As the FBI investigation picked up steam, with agents contacting former pages across the country, there were new allegations that Foley's suspect behavior towards pages was no secret to the Speaker of the House and his top staff for at least three years. 

Kirk Fordham, former chief of staff for Foley, told ABC News today that sometime in late 2003, he told the Speaker's chief of staff that Foley was getting too close to young male pages.

Fordham says the Speaker's aide, Scott Palmer, then met with Foley. Fordham also said the Speaker knew about the meeting.

Fordham says there had been a series of warnings from page supervisors that Foley was spending too much time with the pages in ways that were inappropriate and would not stop.

Pages themselves say they had been warned by Republican staff to be careful around Foley.

"It was a slight cautionary statement, you know, 'Don't get too wrapped up in him being too nice to you,' and all that kind of stuff. You know, 'He's a nice guy but he's a little bit odd,'" said Matthew Loraditch, a former page and now president of the U.S. Page Alumni Association.
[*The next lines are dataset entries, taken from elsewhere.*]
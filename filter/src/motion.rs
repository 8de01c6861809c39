//! Motion update: shifts and rotates a world-frame position kernel per yaw
//! slice, convolves it against the prior belief, then circularly shifts the whole belief along
//! the yaw axis by the heading change.

use std::f64::consts::PI;

use common::robot::Odometry;

use crate::geometry::{CELL_SIZE, GRID_H, GRID_THETA, GRID_W};
use crate::grid::{Grid2, Grid3};
use crate::interp::{rotate2, shift2};

/// Side length of the position kernel used to spread probability mass during a motion update.
const KERNEL_SIZE: usize = 11;

/// Below this, position and yaw deltas are treated as noise rather than motion (the
/// "moving" predicate).
const MOVING_EPS: f64 = 1e-3;

/// The outcome of a motion update: the predicted belief and whether the robot actually moved
/// between the two odometry samples.
pub struct MotionUpdate {
    pub belief: Grid3,
    pub moving: bool,
}

/// A single unit mass at the centre of an `11x11` grid, the position kernel's initial state
/// before any per-slice shift/rotate.
fn centred_kernel() -> Grid2 {
    let mut k = Grid2::new_filled(KERNEL_SIZE, KERNEL_SIZE, 0.0);
    let c = KERNEL_SIZE / 2;
    k.set(c, c, 1.0);
    k
}

/// Computes the motion-predicted belief from `prior` given the previous and current odometry
/// samples.
pub fn motion_update(prior: &Grid3, last: Odometry, current: Odometry) -> MotionUpdate {
    let delta_pos = current.position - last.position;
    let delta_forward = delta_pos.x * current.yaw.cos() + delta_pos.y * current.yaw.sin();
    let delta_yaw = current.yaw - last.yaw;

    let moving = delta_pos.norm() > MOVING_EPS || delta_yaw.abs() > MOVING_EPS;

    let base_kernel = shift2(&centred_kernel(), 0.0, -delta_forward / CELL_SIZE);

    let mut belief = Grid3::new_filled(GRID_H, GRID_W, GRID_THETA, 0.0);
    for it in 0..GRID_THETA {
        let angle = 2.0 * PI * it as f64 / GRID_THETA as f64;
        let rotated_kernel = rotate2(&base_kernel, angle);
        let slice = prior.theta_slice(it).cross_correlate_same(&rotated_kernel);
        belief.set_theta_slice(it, &slice);
    }

    let yaw_shift_cells = delta_yaw * GRID_THETA as f64 / (2.0 * PI);
    let belief = belief.shift_circular_theta(yaw_shift_cells);

    MotionUpdate { belief, moving }
}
Fordham made his allegations today on the same day he was forced to resign as the chief of staff for another Republican congressman, Tom Reynolds of New York.

In response to a reporter's question at a press conference, "But should somebody take responsibility for what seems to have been a breakdown besides Foley?"

Congressman Tom Reynolds (R-NY) answered, "I'm taking responsibility for what I did."

Reynolds said he personally told Speaker Hastert himself earlier this year that there were potential problems with Foley.

"When I found out about this whole instance for the first time in the Spring of '06, I reported it to my supervisor, like anyone would in an office circumstance. I took it to the Speaker of the House," Rep. Reynolds said.

Reynolds says it wasn't until he saw Foley's sexually explicit instant messages on ABC News that he decided tougher action was required.

"When I saw the despicable and deplorable e-mails that no child, no person should have to see, then I said he's gotta go. And can we get his resignation?" he said.

A spokesman for the Speaker's office today denied that anyone from Foley's office made contact about Foley's contacts with pages.

Fordham says he did not want to talk on camera because he plans to contact the FBI tomorrow to tell what he knows.